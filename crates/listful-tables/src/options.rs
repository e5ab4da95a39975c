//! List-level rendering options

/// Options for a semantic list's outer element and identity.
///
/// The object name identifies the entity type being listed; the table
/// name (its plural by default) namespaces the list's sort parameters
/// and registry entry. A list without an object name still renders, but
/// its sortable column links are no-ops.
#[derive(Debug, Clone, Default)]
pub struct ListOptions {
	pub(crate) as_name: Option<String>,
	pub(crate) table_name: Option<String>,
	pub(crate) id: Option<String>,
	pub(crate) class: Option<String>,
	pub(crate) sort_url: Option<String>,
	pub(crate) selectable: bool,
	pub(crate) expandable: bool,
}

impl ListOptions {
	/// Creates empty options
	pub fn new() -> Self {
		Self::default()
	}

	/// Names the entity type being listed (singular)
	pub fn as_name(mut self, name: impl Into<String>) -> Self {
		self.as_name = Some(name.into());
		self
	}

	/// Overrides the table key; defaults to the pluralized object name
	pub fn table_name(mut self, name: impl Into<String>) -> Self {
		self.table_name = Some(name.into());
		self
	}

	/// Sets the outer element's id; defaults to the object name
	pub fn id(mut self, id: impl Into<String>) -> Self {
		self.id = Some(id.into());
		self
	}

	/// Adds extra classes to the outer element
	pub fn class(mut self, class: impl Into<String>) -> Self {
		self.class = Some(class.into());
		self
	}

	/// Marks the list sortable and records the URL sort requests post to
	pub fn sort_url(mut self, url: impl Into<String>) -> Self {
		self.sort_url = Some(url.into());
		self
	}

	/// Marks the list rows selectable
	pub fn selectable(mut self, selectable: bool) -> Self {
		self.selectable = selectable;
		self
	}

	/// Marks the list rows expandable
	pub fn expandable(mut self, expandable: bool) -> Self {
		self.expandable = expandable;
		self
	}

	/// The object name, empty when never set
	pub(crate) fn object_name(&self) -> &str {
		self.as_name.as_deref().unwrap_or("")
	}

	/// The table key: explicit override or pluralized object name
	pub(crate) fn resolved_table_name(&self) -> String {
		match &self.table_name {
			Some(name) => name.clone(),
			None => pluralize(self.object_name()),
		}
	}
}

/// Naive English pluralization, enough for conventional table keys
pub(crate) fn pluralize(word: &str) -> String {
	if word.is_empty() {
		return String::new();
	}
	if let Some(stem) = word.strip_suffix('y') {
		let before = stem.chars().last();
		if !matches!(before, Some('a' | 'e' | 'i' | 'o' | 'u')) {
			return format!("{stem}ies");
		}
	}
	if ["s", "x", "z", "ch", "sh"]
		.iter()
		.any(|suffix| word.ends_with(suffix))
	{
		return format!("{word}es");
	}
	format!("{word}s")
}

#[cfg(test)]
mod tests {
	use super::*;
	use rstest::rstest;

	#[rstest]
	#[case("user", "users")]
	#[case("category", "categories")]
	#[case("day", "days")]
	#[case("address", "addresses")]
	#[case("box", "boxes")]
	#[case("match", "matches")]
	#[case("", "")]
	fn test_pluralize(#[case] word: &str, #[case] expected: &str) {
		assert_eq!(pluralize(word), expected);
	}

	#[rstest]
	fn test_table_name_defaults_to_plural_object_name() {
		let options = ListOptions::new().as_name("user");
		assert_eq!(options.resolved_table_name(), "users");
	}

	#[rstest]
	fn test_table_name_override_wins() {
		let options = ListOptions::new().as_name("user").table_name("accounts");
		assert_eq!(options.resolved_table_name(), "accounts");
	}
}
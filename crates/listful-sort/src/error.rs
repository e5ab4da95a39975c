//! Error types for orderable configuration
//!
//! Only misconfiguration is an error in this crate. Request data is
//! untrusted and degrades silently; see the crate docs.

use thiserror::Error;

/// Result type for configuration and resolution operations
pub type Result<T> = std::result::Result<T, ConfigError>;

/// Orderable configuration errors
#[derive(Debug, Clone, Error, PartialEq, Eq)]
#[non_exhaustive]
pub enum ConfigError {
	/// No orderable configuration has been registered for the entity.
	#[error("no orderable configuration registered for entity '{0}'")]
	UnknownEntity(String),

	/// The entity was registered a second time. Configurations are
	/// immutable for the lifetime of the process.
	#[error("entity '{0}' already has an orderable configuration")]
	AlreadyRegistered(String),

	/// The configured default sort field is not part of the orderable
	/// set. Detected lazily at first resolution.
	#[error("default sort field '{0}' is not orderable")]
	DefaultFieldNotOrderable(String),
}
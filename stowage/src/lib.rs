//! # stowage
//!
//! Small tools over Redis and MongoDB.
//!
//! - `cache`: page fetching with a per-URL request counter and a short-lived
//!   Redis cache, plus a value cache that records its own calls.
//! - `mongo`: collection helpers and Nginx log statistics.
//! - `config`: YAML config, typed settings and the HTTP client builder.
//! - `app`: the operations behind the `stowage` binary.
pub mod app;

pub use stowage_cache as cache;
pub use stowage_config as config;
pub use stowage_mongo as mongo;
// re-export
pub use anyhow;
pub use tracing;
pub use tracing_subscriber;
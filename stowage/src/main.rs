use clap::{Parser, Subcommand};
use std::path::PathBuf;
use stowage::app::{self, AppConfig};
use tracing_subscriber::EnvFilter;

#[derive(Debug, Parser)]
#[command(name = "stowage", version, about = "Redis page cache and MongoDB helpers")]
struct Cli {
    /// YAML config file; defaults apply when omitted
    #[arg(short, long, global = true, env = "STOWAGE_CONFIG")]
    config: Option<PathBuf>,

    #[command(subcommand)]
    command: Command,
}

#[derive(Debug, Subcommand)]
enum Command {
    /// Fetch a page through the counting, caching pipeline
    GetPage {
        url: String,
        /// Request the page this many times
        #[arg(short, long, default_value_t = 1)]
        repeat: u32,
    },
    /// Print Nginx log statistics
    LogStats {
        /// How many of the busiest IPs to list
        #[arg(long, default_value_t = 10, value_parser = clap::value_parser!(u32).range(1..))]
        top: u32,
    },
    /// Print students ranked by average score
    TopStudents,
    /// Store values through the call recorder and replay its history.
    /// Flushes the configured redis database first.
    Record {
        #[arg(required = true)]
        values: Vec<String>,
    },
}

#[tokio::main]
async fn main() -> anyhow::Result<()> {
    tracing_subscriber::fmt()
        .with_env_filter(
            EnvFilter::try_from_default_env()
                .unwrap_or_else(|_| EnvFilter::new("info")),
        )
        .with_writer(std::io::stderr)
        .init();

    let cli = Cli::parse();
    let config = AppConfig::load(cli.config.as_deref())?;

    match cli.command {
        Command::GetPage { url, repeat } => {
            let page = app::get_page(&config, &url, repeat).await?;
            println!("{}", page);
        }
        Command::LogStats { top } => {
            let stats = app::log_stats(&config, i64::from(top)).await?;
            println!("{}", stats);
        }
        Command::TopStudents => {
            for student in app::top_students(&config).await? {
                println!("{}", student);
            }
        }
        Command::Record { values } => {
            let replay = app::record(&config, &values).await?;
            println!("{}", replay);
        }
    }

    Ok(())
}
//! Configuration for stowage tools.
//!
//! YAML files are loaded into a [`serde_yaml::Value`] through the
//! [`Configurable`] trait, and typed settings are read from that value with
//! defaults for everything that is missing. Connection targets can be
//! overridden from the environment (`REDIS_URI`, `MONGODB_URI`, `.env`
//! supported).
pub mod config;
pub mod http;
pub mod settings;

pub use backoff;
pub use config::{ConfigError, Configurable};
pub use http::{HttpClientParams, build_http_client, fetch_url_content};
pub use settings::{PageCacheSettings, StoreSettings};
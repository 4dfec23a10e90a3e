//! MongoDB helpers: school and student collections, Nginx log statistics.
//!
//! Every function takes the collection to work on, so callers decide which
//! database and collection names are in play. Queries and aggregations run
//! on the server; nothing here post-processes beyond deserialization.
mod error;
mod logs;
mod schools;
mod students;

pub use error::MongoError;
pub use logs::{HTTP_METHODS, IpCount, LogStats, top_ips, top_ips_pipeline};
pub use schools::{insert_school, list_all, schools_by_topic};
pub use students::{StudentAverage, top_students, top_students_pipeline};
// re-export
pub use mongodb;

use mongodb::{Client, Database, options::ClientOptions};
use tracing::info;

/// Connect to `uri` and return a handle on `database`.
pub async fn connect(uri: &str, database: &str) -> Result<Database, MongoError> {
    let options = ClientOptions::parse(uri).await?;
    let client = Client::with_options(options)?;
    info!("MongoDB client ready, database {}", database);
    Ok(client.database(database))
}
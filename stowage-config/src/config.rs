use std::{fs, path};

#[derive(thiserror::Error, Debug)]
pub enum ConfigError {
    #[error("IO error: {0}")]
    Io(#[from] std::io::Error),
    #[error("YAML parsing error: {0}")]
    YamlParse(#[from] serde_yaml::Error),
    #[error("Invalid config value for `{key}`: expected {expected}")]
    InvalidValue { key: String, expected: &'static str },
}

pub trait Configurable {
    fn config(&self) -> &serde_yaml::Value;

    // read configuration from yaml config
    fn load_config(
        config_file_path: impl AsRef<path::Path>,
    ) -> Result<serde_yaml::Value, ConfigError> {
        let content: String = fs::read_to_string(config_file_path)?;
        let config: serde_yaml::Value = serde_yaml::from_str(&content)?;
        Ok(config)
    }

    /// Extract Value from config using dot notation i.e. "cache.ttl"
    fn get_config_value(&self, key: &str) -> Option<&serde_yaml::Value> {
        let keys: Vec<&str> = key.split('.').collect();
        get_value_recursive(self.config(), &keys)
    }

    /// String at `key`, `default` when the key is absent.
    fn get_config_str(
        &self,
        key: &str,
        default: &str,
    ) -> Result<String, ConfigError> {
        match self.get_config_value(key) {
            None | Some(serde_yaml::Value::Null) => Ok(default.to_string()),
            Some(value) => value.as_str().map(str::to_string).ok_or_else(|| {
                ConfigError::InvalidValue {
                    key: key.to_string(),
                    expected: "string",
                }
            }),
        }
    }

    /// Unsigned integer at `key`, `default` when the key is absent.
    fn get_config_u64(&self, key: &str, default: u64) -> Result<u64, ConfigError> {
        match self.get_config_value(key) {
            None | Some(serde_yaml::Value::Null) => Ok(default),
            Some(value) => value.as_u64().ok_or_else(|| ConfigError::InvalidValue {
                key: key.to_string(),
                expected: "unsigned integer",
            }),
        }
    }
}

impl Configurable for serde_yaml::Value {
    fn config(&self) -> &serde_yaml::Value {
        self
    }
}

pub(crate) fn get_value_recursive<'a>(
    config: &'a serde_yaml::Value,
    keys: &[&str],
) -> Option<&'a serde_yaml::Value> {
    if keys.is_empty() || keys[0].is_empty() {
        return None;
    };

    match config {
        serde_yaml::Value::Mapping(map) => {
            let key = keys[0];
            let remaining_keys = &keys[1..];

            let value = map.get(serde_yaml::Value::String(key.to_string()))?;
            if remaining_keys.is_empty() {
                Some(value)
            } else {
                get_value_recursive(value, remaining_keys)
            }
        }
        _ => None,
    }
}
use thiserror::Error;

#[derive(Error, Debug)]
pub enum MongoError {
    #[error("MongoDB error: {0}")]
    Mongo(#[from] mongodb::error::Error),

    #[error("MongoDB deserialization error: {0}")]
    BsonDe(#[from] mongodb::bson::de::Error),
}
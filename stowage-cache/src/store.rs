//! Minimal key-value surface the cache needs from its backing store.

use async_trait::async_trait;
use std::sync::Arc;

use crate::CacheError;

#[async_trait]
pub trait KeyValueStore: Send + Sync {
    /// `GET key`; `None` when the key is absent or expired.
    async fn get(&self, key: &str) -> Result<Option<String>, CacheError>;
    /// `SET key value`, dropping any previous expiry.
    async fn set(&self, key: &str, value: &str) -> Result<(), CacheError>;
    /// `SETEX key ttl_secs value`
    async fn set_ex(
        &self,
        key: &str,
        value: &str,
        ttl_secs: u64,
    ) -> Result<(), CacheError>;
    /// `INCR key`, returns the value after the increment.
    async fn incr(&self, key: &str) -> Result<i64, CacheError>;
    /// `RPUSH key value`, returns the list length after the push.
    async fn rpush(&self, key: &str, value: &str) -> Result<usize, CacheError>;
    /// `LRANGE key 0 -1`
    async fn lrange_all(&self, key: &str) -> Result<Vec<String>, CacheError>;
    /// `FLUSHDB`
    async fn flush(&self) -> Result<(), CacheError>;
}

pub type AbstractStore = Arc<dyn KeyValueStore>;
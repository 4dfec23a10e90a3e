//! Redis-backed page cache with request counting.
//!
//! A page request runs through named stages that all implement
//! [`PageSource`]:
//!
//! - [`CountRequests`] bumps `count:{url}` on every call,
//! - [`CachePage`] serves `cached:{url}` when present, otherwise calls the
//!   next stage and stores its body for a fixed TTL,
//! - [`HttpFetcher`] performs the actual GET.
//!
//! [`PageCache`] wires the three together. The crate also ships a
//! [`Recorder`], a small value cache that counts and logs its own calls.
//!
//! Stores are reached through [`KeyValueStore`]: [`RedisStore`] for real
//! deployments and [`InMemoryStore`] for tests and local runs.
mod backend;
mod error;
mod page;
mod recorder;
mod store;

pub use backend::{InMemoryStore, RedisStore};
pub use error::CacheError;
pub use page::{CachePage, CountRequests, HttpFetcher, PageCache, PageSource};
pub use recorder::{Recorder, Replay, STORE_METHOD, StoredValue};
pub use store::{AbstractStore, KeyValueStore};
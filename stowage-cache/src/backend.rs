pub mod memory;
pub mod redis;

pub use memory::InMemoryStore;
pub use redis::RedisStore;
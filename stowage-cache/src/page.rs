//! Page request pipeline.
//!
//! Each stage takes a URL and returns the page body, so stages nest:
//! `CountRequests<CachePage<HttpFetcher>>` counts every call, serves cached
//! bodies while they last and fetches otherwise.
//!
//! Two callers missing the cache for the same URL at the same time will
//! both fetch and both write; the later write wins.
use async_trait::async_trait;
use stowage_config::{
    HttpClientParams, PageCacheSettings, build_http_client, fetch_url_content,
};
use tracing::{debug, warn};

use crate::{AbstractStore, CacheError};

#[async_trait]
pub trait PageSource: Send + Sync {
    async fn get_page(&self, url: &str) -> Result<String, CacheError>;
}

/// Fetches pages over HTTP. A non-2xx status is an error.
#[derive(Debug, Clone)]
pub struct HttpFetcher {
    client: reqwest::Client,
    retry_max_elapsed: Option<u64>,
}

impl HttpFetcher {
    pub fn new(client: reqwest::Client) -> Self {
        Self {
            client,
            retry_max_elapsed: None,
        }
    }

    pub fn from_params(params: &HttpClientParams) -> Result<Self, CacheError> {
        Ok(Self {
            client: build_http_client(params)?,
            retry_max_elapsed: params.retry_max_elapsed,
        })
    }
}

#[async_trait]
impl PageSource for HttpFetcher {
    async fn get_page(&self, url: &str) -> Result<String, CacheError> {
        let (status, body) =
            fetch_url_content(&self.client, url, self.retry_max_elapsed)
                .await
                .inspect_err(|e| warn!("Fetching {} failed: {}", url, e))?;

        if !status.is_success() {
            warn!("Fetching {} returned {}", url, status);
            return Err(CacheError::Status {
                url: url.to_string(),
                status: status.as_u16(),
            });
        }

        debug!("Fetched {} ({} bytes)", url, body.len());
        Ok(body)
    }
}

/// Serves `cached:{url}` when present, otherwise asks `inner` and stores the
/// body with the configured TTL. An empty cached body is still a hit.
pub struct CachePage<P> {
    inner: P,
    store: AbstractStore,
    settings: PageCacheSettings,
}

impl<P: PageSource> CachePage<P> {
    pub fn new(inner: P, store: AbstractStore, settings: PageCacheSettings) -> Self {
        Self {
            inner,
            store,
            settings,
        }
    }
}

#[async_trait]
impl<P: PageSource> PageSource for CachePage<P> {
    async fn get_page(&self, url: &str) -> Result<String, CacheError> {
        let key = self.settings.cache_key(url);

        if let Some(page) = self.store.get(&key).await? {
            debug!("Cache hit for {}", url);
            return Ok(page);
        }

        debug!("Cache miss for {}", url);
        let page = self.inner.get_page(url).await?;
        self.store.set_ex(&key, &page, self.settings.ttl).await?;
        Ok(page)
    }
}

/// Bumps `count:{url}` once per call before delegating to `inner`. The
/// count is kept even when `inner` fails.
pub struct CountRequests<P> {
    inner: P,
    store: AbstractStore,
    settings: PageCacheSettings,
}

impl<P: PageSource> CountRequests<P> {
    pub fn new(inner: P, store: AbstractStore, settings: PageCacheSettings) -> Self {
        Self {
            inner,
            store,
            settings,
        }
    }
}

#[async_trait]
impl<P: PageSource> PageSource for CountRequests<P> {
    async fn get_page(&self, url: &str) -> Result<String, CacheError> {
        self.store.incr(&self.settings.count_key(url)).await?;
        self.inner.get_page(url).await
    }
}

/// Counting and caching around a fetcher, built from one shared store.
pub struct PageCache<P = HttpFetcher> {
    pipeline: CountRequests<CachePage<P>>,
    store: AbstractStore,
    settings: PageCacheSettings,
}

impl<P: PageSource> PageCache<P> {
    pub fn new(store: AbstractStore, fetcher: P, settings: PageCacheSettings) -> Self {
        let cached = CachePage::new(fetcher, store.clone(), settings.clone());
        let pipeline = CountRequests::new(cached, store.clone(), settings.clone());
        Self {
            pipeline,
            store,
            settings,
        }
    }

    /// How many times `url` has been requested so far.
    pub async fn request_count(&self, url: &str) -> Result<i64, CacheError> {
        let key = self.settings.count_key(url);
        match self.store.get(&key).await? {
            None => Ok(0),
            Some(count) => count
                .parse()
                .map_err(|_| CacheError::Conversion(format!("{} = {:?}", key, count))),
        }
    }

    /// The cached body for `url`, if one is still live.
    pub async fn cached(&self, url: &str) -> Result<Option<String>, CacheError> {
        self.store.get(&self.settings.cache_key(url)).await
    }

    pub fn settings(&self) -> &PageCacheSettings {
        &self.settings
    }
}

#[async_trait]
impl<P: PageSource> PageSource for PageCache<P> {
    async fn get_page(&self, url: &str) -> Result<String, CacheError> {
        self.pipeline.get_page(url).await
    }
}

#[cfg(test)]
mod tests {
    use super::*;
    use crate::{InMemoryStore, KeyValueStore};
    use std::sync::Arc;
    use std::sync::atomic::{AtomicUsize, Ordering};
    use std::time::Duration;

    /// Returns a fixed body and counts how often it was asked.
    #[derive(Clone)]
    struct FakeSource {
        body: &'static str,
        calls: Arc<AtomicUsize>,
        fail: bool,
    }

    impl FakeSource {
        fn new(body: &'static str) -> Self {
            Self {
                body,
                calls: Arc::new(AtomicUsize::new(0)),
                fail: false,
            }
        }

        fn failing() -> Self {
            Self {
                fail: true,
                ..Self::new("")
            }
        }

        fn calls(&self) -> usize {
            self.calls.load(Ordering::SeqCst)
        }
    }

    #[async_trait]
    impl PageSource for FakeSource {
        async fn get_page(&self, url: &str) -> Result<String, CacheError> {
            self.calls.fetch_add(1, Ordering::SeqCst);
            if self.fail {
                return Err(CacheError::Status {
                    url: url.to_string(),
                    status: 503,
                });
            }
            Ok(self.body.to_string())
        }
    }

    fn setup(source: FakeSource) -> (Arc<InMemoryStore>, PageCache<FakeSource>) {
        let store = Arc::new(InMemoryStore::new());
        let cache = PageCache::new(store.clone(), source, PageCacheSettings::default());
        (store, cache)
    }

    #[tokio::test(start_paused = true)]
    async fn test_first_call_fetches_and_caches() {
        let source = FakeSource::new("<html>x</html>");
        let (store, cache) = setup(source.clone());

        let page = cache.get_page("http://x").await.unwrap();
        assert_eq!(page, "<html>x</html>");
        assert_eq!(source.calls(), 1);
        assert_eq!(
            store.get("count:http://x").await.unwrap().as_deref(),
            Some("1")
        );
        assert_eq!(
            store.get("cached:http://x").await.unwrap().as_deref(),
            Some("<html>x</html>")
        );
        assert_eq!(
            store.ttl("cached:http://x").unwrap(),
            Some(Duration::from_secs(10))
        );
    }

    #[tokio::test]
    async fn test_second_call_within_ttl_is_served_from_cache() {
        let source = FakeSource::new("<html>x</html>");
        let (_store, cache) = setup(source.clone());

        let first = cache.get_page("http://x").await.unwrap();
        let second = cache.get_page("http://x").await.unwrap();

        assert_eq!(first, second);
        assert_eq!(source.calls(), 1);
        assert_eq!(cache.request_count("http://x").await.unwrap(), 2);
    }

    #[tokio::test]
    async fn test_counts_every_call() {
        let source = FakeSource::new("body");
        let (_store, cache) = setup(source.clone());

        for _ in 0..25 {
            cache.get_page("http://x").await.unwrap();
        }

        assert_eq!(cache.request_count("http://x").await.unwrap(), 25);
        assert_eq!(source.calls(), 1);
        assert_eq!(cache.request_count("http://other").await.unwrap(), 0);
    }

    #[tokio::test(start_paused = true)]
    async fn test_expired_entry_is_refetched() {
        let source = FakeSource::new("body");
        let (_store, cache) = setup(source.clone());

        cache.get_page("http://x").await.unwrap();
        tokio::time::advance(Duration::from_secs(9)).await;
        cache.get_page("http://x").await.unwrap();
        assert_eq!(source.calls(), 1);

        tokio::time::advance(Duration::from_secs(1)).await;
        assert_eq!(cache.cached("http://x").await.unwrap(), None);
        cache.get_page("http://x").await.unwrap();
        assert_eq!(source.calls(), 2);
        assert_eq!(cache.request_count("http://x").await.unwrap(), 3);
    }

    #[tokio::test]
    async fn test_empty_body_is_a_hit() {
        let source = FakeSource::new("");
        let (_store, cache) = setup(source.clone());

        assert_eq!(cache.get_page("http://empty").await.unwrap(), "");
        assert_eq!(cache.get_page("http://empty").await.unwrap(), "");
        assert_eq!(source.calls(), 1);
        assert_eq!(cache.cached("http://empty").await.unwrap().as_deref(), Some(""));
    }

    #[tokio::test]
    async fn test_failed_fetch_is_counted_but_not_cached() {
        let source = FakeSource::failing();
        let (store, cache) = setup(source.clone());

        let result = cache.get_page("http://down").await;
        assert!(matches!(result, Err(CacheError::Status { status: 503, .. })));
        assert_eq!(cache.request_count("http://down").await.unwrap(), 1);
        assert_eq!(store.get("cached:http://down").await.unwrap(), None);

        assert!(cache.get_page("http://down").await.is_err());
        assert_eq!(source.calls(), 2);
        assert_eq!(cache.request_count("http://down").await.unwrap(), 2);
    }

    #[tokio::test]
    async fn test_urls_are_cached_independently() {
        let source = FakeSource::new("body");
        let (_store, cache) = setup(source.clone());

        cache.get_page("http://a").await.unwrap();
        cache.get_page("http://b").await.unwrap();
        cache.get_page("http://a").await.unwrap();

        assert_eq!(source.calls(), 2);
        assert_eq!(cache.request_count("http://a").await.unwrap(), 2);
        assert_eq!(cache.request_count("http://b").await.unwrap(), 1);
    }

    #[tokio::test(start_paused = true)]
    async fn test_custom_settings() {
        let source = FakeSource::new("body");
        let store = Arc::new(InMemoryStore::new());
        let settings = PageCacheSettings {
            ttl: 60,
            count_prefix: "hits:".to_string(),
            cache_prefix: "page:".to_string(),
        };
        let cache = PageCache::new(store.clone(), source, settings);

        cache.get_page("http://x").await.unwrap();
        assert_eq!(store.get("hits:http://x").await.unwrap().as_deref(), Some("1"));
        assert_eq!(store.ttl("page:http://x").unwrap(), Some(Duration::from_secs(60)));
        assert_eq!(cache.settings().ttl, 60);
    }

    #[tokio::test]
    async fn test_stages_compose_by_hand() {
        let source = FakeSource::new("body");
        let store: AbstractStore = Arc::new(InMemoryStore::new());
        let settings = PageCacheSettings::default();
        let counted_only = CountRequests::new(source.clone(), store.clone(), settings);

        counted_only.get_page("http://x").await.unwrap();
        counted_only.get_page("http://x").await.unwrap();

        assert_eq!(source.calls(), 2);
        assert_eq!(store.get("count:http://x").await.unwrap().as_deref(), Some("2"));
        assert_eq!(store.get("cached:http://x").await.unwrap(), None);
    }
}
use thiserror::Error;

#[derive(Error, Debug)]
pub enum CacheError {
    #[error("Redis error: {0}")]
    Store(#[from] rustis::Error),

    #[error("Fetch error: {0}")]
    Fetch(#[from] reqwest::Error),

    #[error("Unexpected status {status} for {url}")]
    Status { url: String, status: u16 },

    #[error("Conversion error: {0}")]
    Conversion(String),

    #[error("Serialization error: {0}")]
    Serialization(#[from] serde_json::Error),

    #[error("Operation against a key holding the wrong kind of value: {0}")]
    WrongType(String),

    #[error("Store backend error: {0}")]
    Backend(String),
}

***

- Exercise aim:
Write out again, exactly, the lines from the start of the entries up to and including the one with "requests post to". Nothing else belongs in the reply.

- Answer section:
filename crates/listful-tables/src/options.rs
repository e5ab4da95a39975c
//! List-level rendering options

/// Options for a semantic list's outer element and identity.
///
/// The object name identifies the entity type being listed; the table
/// name (its plural by default) namespaces the list's sort parameters
/// and registry entry. A list without an object name still renders, but
/// its sortable column links are no-ops.
#[derive(Debug, Clone, Default)]
pub struct ListOptions {
	pub(crate) as_name: Option<String>,
	pub(crate) table_name: Option<String>,
	pub(crate) id: Option<String>,
	pub(crate) class: Option<String>,
	pub(crate) sort_url: Option<String>,
	pub(crate) selectable: bool,
	pub(crate) expandable: bool,
}

impl ListOptions {
	/// Creates empty options
	pub fn new() -> Self {
		Self::default()
	}

	/// Names the entity type being listed (singular)
	pub fn as_name(mut self, name: impl Into<String>) -> Self {
		self.as_name = Some(name.into());
		self
	}

	/// Overrides the table key; defaults to the pluralized object name
	pub fn table_name(mut self, name: impl Into<String>) -> Self {
		self.table_name = Some(name.into());
		self
	}

	/// Sets the outer element's id; defaults to the object name
	pub fn id(mut self, id: impl Into<String>) -> Self {
		self.id = Some(id.into());
		self
	}

	/// Adds extra classes to the outer element
	pub fn class(mut self, class: impl Into<String>) -> Self {
		self.class = Some(class.into());
		self
	}

	/// Marks the list sortable and records the URL sort requests post to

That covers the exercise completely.